Crash Course in Inductive Logic

There are four ways things can turn out with two flips of a coin: $$ HH, \quad HT, \quad TH, \quad TT.$$ If we know nothing about the coin’s tendencies, we might assign equal probability to each of these four possible outcomes: $$ Pr(HH) = Pr(HT) = Pr(TH) = Pr(TT) = 1/ 4. $$ But from another point of view, there are primarily three possibilities. If we ignore order, the possible outcomes are $0$ heads, $1$ head, or $2$ heads. So we might instead assign equal probability to these three outcomes, then divide the middle $1/ 3$ evenly between $HT$ and $TH$: $$ Pr(HH) = 1/3 \qquad Pr(HT) = Pr(TH) = 1/6 \qquad Pr(TT) = 1/ 3. $$

This two-stage approach may seem odd. But it’s actually friendlier from the point of view of inductive reasoning. On the first scheme, a heads on the first toss doesn’t increase the probability of another heads. It stays fixed at $1/ 2$: $$ \newcommand{\p}{Pr} \newcommand{\given}{\mid} \renewcommand{\neg}{\mathbin{\sim}} \renewcommand{\wedge}{\mathbin{\text{&}}} \p(HH \given H) = \frac{1/ 4}{1/ 4 + 1/ 4} = \frac{1}{2}. $$ Whereas it does increase on the second strategy, from $1/ 2$ to $2/ 3$: $$ \p(HH \given H) = \frac{1/ 3}{1/ 3 + 1/ 6} = \frac{2}{3}. $$ The two-stage approach thus learns from experience, where the single-step division is skeptical about induction.

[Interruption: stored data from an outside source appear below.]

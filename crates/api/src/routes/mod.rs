pub mod bookings;
pub mod health;
pub mod metrics;
pub mod rooms;
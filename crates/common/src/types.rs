use chrono::NaiveDate;
use serde::{Deserialize, Serialize};
use thiserror::Error;
use uuid::Uuid;

macro_rules! numeric_id {
    ($(#[$meta:meta])* $name:ident) => {
        $(#[$meta])*
        #[derive(Debug, Clone, Copy, PartialEq, Eq, Hash, PartialOrd, Ord, Serialize, Deserialize)]
        #[serde(transparent)]
        pub struct $name(i64);

        impl $name {
            /// Wraps a raw database identifier.
            pub const fn new(value: i64) -> Self {
                Self(value)
            }

            /// Returns the raw identifier.
            pub const fn as_i64(&self) -> i64 {
                self.0
            }
        }

        impl std::fmt::Display for $name {
            fn fmt(&self, f: &mut std::fmt::Formatter<'_>) -> std::fmt::Result {
                write!(f, "{}", self.0)
            }
        }

        impl From<i64> for $name {
            fn from(value: i64) -> Self {
                Self(value)
            }
        }
    };
}

numeric_id!(
    /// Identifier of a room in the inventory.
    RoomId
);
numeric_id!(
    /// Identifier of the hotel a room belongs to.
    HotelId
);
numeric_id!(
    /// Identifier of a caller, as resolved by the edge.
    UserId
);
numeric_id!(
    /// Ledger-local identifier of a booking row.
    BookingId
);

/// Opaque correlation token shared between a booking and its room lock.
///
/// The inventory only ever sees this value (as `bookingId` on the wire),
/// never the ledger-local [`BookingId`].
#[derive(Debug, Clone, Copy, PartialEq, Eq, Hash, Serialize, Deserialize)]
#[serde(transparent)]
pub struct BookingUid(Uuid);

impl BookingUid {
    /// Generates a fresh random UID.
    pub fn new() -> Self {
        Self(Uuid::new_v4())
    }

    /// Wraps an existing UUID.
    pub fn from_uuid(uuid: Uuid) -> Self {
        Self(uuid)
    }

    /// Returns the underlying UUID.
    pub fn as_uuid(&self) -> Uuid {
        self.0
    }
}

impl Default for BookingUid {
    fn default() -> Self {
        Self::new()
    }
}

impl std::fmt::Display for BookingUid {
    fn fmt(&self, f: &mut std::fmt::Formatter<'_>) -> std::fmt::Result {
        write!(f, "{}", self.0)
    }
}

impl std::str::FromStr for BookingUid {
    type Err = uuid::Error;

    fn from_str(s: &str) -> Result<Self, Self::Err> {
        Uuid::parse_str(s).map(Self)
    }
}

/// Client-supplied idempotency key, carried as `X-Request-Id`.
#[derive(Debug, Clone, PartialEq, Eq, Hash, Serialize, Deserialize)]
#[serde(transparent)]
pub struct RequestId(String);

impl RequestId {
    /// Wraps a caller-supplied identifier.
    pub fn new(value: impl Into<String>) -> Self {
        Self(value.into())
    }

    /// Generates a random identifier for requests that arrived without one.
    pub fn generate() -> Self {
        Self(Uuid::new_v4().to_string())
    }

    /// Parses a header value, treating blank input as absent.
    pub fn from_header(value: Option<&str>) -> Option<Self> {
        value
            .map(str::trim)
            .filter(|v| !v.is_empty())
            .map(|v| Self(v.to_string()))
    }

    pub fn as_str(&self) -> &str {
        &self.0
    }
}

impl std::fmt::Display for RequestId {
    fn fmt(&self, f: &mut std::fmt::Formatter<'_>) -> std::fmt::Result {
        f.write_str(&self.0)
    }
}

/// Rejected range construction.
#[derive(Debug, Clone, PartialEq, Eq, Error)]
#[error("start date {start} must be before end date {end}")]
pub struct InvalidDateRange {
    pub start: NaiveDate,
    pub end: NaiveDate,
}

/// Half-open stay period `[start, end)`.
///
/// Checkout day `end` is free for the next guest, so `[1, 3)` and `[3, 5)`
/// do not overlap.
#[derive(Debug, Clone, Copy, PartialEq, Eq, Hash, Serialize, Deserialize)]
#[serde(try_from = "RawDateRange")]
pub struct DateRange {
    start: NaiveDate,
    end: NaiveDate,
}

#[derive(Deserialize)]
struct RawDateRange {
    start: NaiveDate,
    end: NaiveDate,
}

impl TryFrom<RawDateRange> for DateRange {
    type Error = InvalidDateRange;

    fn try_from(raw: RawDateRange) -> Result<Self, Self::Error> {
        Self::new(raw.start, raw.end)
    }
}

impl DateRange {
    /// Builds a range, rejecting empty and inverted periods.
    pub fn new(start: NaiveDate, end: NaiveDate) -> Result<Self, InvalidDateRange> {
        if start >= end {
            return Err(InvalidDateRange { start, end });
        }
        Ok(Self { start, end })
    }

    pub fn start(&self) -> NaiveDate {
        self.start
    }

    pub fn end(&self) -> NaiveDate {
        self.end
    }

    /// Returns true unless one range ends before the other starts.
    pub fn overlaps(&self, other: &DateRange) -> bool {
        !(other.end <= self.start || other.start >= self.end)
    }

    /// Number of nights in the stay.
    pub fn nights(&self) -> i64 {
        (self.end - self.start).num_days()
    }
}

impl std::fmt::Display for DateRange {
    fn fmt(&self, f: &mut std::fmt::Formatter<'_>) -> std::fmt::Result {
        write!(f, "[{}, {})", self.start, self.end)
    }
}
//! Request extractors for caller identity, correlation and service auth.

use std::sync::Arc;

use axum::extract::{FromRef, FromRequestParts};
use axum::http::header::AUTHORIZATION;
use axum::http::request::Parts;
use common::{REQUEST_ID_HEADER, RequestId, USER_ID_HEADER, UserId};

use crate::error::ApiError;

/// Authenticated caller, as resolved by the edge into `X-User-Id`.
#[derive(Debug, Clone, Copy, PartialEq, Eq)]
pub struct CallerId(pub UserId);

impl<S: Send + Sync> FromRequestParts<S> for CallerId {
    type Rejection = ApiError;

    async fn from_request_parts(parts: &mut Parts, _state: &S) -> Result<Self, Self::Rejection> {
        parts
            .headers
            .get(USER_ID_HEADER)
            .and_then(|v| v.to_str().ok())
            .and_then(|v| v.trim().parse::<i64>().ok())
            .map(|id| CallerId(UserId::new(id)))
            .ok_or_else(|| ApiError::unauthorized("Missing or invalid X-User-Id header"))
    }
}

/// The request's correlation id.
///
/// Set by [`crate::middleware::request_id`]; falls back to the raw header or
/// a fresh id when the middleware is not installed.
#[derive(Debug, Clone, PartialEq, Eq)]
pub struct Correlation(pub RequestId);

impl<S: Send + Sync> FromRequestParts<S> for Correlation {
    type Rejection = std::convert::Infallible;

    async fn from_request_parts(parts: &mut Parts, _state: &S) -> Result<Self, Self::Rejection> {
        if let Some(id) = parts.extensions.get::<RequestId>() {
            return Ok(Correlation(id.clone()));
        }
        let header = parts
            .headers
            .get(REQUEST_ID_HEADER)
            .and_then(|v| v.to_str().ok());
        Ok(Correlation(
            RequestId::from_header(header).unwrap_or_else(RequestId::generate),
        ))
    }
}

/// Shared secret expected from internal callers.
#[derive(Debug, Clone, PartialEq, Eq)]
pub struct ServiceToken(pub Arc<str>);

impl ServiceToken {
    pub fn new(token: impl Into<Arc<str>>) -> Self {
        Self(token.into())
    }
}

/// Proof that the caller presented the service token as a bearer credential.
#[derive(Debug, Clone, Copy)]
pub struct ServiceAuth;

impl<S> FromRequestParts<S> for ServiceAuth
where
    ServiceToken: FromRef<S>,
    S: Send + Sync,
{
    type Rejection = ApiError;

    async fn from_request_parts(parts: &mut Parts, state: &S) -> Result<Self, Self::Rejection> {
        let expected = ServiceToken::from_ref(state);
        let presented = parts
            .headers
            .get(AUTHORIZATION)
            .and_then(|v| v.to_str().ok())
            .and_then(|v| v.strip_prefix("Bearer "))
            .map(str::trim);

        match presented {
            Some(token) if token == &*expected.0 => Ok(ServiceAuth),
            Some(_) => {
                tracing::warn!("rejected service call with wrong token");
                Err(ApiError::unauthorized("Invalid service token"))
            }
            None => Err(ApiError::unauthorized("Missing service token")),
        }
    }
}
//! Error taxonomy shared by both services.

use chrono::{DateTime, Utc};
use serde::{Deserialize, Serialize};

/// Classification of every failure a caller can observe.
///
/// Each kind has exactly one HTTP status. `BadRequest`, `Unauthorized`,
/// `NotFound` and `Conflict` are final; only transport-level failures are
/// ever retried, and they surface as `ServiceUnavailable` once exhausted.
#[derive(Debug, Clone, Copy, PartialEq, Eq, Hash, Serialize, Deserialize)]
#[serde(rename_all = "SCREAMING_SNAKE_CASE")]
pub enum ErrorKind {
    BadRequest,
    Unauthorized,
    NotFound,
    Conflict,
    ServiceUnavailable,
    Internal,
}

impl ErrorKind {
    /// HTTP status code for this kind.
    pub const fn status_code(&self) -> u16 {
        match self {
            ErrorKind::BadRequest => 400,
            ErrorKind::Unauthorized => 401,
            ErrorKind::NotFound => 404,
            ErrorKind::Conflict => 409,
            ErrorKind::ServiceUnavailable => 503,
            ErrorKind::Internal => 500,
        }
    }

    /// Stable `errorCode` value used in error payloads.
    pub const fn code(&self) -> &'static str {
        match self {
            ErrorKind::BadRequest => "BAD_REQUEST",
            ErrorKind::Unauthorized => "UNAUTHORIZED",
            ErrorKind::NotFound => "NOT_FOUND",
            ErrorKind::Conflict => "CONFLICT",
            ErrorKind::ServiceUnavailable => "SERVICE_UNAVAILABLE",
            ErrorKind::Internal => "INTERNAL_ERROR",
        }
    }
}

impl std::fmt::Display for ErrorKind {
    fn fmt(&self, f: &mut std::fmt::Formatter<'_>) -> std::fmt::Result {
        f.write_str(self.code())
    }
}

/// JSON error payload returned by both services.
#[derive(Debug, Clone, PartialEq, Eq, Serialize, Deserialize)]
#[serde(rename_all = "camelCase")]
pub struct ErrorBody {
    pub timestamp: DateTime<Utc>,
    pub http_status: u16,
    pub error_code: String,
    #[serde(default)]
    pub message: Option<String>,
    #[serde(default)]
    pub path: Option<String>,
    #[serde(default)]
    pub correlation_id: Option<String>,
}

impl ErrorBody {
    /// Builds a payload for `kind`; path and correlation id are attached later.
    pub fn new(kind: ErrorKind, message: impl Into<String>) -> Self {
        Self::with_code(kind.status_code(), kind.code(), message)
    }

    /// Builds a payload with an explicit code, for errors outside [`ErrorKind`].
    pub fn with_code(http_status: u16, error_code: &str, message: impl Into<String>) -> Self {
        let message = message.into();
        Self {
            timestamp: Utc::now(),
            http_status,
            error_code: error_code.to_string(),
            message: (!message.is_empty()).then_some(message),
            path: None,
            correlation_id: None,
        }
    }
}
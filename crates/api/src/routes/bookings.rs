//! Booking endpoints.

use std::sync::Arc;

use axum::Json;
use axum::extract::rejection::{JsonRejection, PathRejection, QueryRejection};
use axum::extract::{Path, Query, State};
use axum::http::StatusCode;
use booking::{BookingSaga, BookingStore, BookingView, CreateBooking, InventoryClient, Page, PageRequest};
use common::BookingId;
use serde::Deserialize;

use crate::error::ApiError;
use crate::extract::{CallerId, Correlation};

/// Shared state of the booking service.
pub struct BookingState<S: BookingStore, C: InventoryClient> {
    pub saga: BookingSaga<S, C>,
}

#[derive(Debug, Deserialize)]
pub struct PageQuery {
    pub page: Option<u32>,
    pub size: Option<u32>,
}

impl From<PageQuery> for PageRequest {
    fn from(query: PageQuery) -> Self {
        PageRequest::new(
            query.page.unwrap_or(0),
            query.size.unwrap_or(PageRequest::DEFAULT_SIZE),
        )
    }
}

/// POST /api/booking: runs the booking saga.
#[tracing::instrument(skip_all, fields(user_id = %caller.0, request_id = %correlation.0))]
pub async fn create<S: BookingStore + 'static, C: InventoryClient + 'static>(
    State(state): State<Arc<BookingState<S, C>>>,
    caller: CallerId,
    correlation: Correlation,
    body: Result<Json<CreateBooking>, JsonRejection>,
) -> Result<Json<BookingView>, ApiError> {
    let Json(body) = body?;
    let view = state.saga.create(caller.0, body, correlation.0).await?;
    Ok(Json(view))
}

/// GET /api/bookings?page&size: the caller's bookings, newest first.
pub async fn list<S: BookingStore + 'static, C: InventoryClient + 'static>(
    State(state): State<Arc<BookingState<S, C>>>,
    CallerId(user_id): CallerId,
    query: Result<Query<PageQuery>, QueryRejection>,
) -> Result<Json<Page<BookingView>>, ApiError> {
    let Query(query) = query?;
    Ok(Json(state.saga.list(user_id, query.into()).await?))
}

/// GET /api/booking/{id}
pub async fn get<S: BookingStore + 'static, C: InventoryClient + 'static>(
    State(state): State<Arc<BookingState<S, C>>>,
    CallerId(user_id): CallerId,
    id: Result<Path<i64>, PathRejection>,
) -> Result<Json<BookingView>, ApiError> {
    let Path(id) = id?;
    Ok(Json(state.saga.get(BookingId::new(id), user_id).await?))
}

/// DELETE /api/booking/{id}: cancels and releases the room.
#[tracing::instrument(skip_all, fields(user_id = %caller.0, request_id = %correlation.0))]
pub async fn cancel<S: BookingStore + 'static, C: InventoryClient + 'static>(
    State(state): State<Arc<BookingState<S, C>>>,
    caller: CallerId,
    correlation: Correlation,
    id: Result<Path<i64>, PathRejection>,
) -> Result<StatusCode, ApiError> {
    let Path(id) = id?;
    state
        .saga
        .cancel(BookingId::new(id), caller.0, correlation.0)
        .await?;
    Ok(StatusCode::NO_CONTENT)
}
//! Integration tests for the booking saga against an in-process inventory.

use std::sync::Arc;
use std::time::Duration;

use async_trait::async_trait;
use booking::{
    Booking, BookingError, BookingSaga, BookingStatus, BookingStore, ClientError, CreateBooking,
    InMemoryBookingStore, InventoryCalls, LocalInventoryClient, NewBooking, Page, PageRequest,
    RetryPolicy,
};
use chrono::{Days, NaiveDate, Utc};
use common::{BookingId, ErrorKind, HotelId, RequestId, RoomId, UserId};
use inventory::{InMemoryRoomStore, NewRoom, RoomLockManager, RoomStore};

type TestSaga = BookingSaga<InMemoryBookingStore, LocalInventoryClient<InMemoryRoomStore>>;

struct TestHarness {
    saga: Arc<TestSaga>,
    bookings: Arc<InMemoryBookingStore>,
    rooms: InMemoryRoomStore,
    inventory: LocalInventoryClient<InMemoryRoomStore>,
}

impl TestHarness {
    async fn with_rooms(count: usize) -> Self {
        Self::build(count, RetryPolicy::no_retry()).await
    }

    async fn build(count: usize, retry: RetryPolicy) -> Self {
        let rooms = InMemoryRoomStore::new();
        for n in 0..count {
            rooms
                .insert_room(NewRoom::new(HotelId::new(1), format!("10{n}")))
                .await
                .unwrap();
        }
        let inventory =
            LocalInventoryClient::new(Arc::new(RoomLockManager::new(rooms.clone()))).with_retry(retry);
        let bookings = Arc::new(InMemoryBookingStore::new());
        let saga = Arc::new(BookingSaga::new(bookings.clone(), inventory.clone()));

        Self {
            saga,
            bookings,
            rooms,
            inventory,
        }
    }

    fn calls(&self) -> InventoryCalls {
        self.inventory.calls()
    }

    async fn lock_count(&self) -> usize {
        self.rooms.lock_count().await
    }

    async fn status_of(&self, id: BookingId) -> BookingStatus {
        self.bookings.all().await.into_iter().find(|b| b.id == id).unwrap().status
    }

    async fn only_booking_status(&self) -> BookingStatus {
        let all = self.bookings.all().await;
        assert_eq!(all.len(), 1);
        all[0].status
    }
}

fn days_from_today(days: u64) -> NaiveDate {
    Utc::now().date_naive().checked_add_days(Days::new(days)).unwrap()
}

fn user() -> UserId {
    UserId::new(7)
}

#[tokio::test]
async fn auto_select_books_the_only_free_room() {
    let h = TestHarness::with_rooms(1).await;

    let view = h
        .saga
        .create(
            user(),
            CreateBooking::auto(days_from_today(1), days_from_today(6)),
            RequestId::new("auto-1"),
        )
        .await
        .unwrap();

    assert_eq!(view.status, BookingStatus::Confirmed);
    assert_eq!(view.room_id, RoomId::new(1));
    assert_eq!(
        h.calls(),
        InventoryCalls {
            recommend: 1,
            confirm: 1,
            release: 0
        }
    );
    assert_eq!(h.lock_count().await, 1);
}

#[tokio::test]
async fn auto_select_prefers_least_booked_room() {
    let h = TestHarness::with_rooms(2).await;
    h.saga
        .create(
            user(),
            CreateBooking::for_room(RoomId::new(1), days_from_today(20), days_from_today(22)),
            RequestId::new("warmup"),
        )
        .await
        .unwrap();

    let view = h
        .saga
        .create(
            user(),
            CreateBooking::auto(days_from_today(1), days_from_today(3)),
            RequestId::new("auto-2"),
        )
        .await
        .unwrap();

    assert_eq!(view.room_id, RoomId::new(2));
}

#[tokio::test]
async fn auto_select_without_free_rooms_is_a_conflict_with_no_booking() {
    let h = TestHarness::with_rooms(0).await;

    let err = h
        .saga
        .create(
            user(),
            CreateBooking::auto(days_from_today(1), days_from_today(2)),
            RequestId::new("none"),
        )
        .await
        .unwrap_err();

    assert!(matches!(err, BookingError::NoRoomsAvailable));
    assert_eq!(err.to_string(), "No available rooms for this period");
    assert_eq!(h.bookings.booking_count().await, 0);
    assert_eq!(h.calls().confirm, 0);
}
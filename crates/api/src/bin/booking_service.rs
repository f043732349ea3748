//! Booking service entry point.

use std::sync::Arc;

use api::config::{BOOKING_DEFAULT_PORT, Config};
use api::routes::bookings::BookingState;
use booking::{BookingSaga, BookingStore, HttpInventoryClient, InMemoryBookingStore, PostgresBookingStore};
use metrics_exporter_prometheus::PrometheusHandle;

#[tokio::main]
async fn main() {
    let config = Config::from_env(BOOKING_DEFAULT_PORT);
    api::init_tracing(&config);

    let metrics_handle = metrics_exporter_prometheus::PrometheusBuilder::new()
        .install_recorder()
        .expect("failed to install Prometheus recorder");

    let client = HttpInventoryClient::new(config.inventory_client())
        .expect("failed to build inventory client");
    tracing::info!(
        inventory = %config.inventory.base_url,
        max_attempts = config.inventory.max_attempts,
        "inventory client ready"
    );

    match &config.database_url {
        Some(url) => {
            let pool = sqlx::postgres::PgPoolOptions::new()
                .max_connections(10)
                .connect(url)
                .await
                .expect("failed to connect to PostgreSQL");
            let store = PostgresBookingStore::new(pool);
            store
                .run_migrations()
                .await
                .expect("failed to run booking migrations");
            run(store, client, config, metrics_handle).await;
        }
        None => {
            tracing::warn!("DATABASE_URL not set, bookings are kept in memory");
            run(InMemoryBookingStore::new(), client, config, metrics_handle).await;
        }
    }
}

async fn run<S: BookingStore + 'static>(
    store: S,
    client: HttpInventoryClient,
    config: Config,
    metrics_handle: PrometheusHandle,
) {
    let state = Arc::new(BookingState {
        saga: BookingSaga::new(Arc::new(store), client),
    });
    let app = api::create_booking_app(state, metrics_handle);

    let addr = config.addr();
    tracing::info!(%addr, "starting booking service");
    let listener = tokio::net::TcpListener::bind(&addr)
        .await
        .expect("failed to bind address");
    axum::serve(listener, app)
        .with_graceful_shutdown(api::shutdown_signal())
        .await
        .expect("server error");

    tracing::info!("booking service shut down gracefully");
}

This holds true as we increase the number of flips. If we do three tosses for example, we’ll find that $\p(HHH \given HH) = 3/ 4$ on the two-stage analysis. Whereas this probability stays stubbornly fixed at $1/ 2$ on the first approach. It won’t budge no matter how many heads we observe, so we can’t learn anything about the coin’s bias this way.

This is the difference between Carnap’s famous account of induction, from his 1950 book Logical Foundations of Probability, and the account he finds in Wittgenstein’s Tractatus. 1 Although Carnap had actually been scooped by W. E. Johnson, who worked out a similar analysis about $25$ years earlier.

This is a short explainer on some key elements of inductive logic worked out by Johnson and Carnap and the place of those ideas in the story of inductive logic.

States & Structures

Carnap calls a fine-grained specification like $TH$ a state-description. The coarser grained “$1$ head” is a structure-description. A state-description specifies which flips land heads, and which tails. While a structure-description specifies how many land heads and tails, without necessarily saying which.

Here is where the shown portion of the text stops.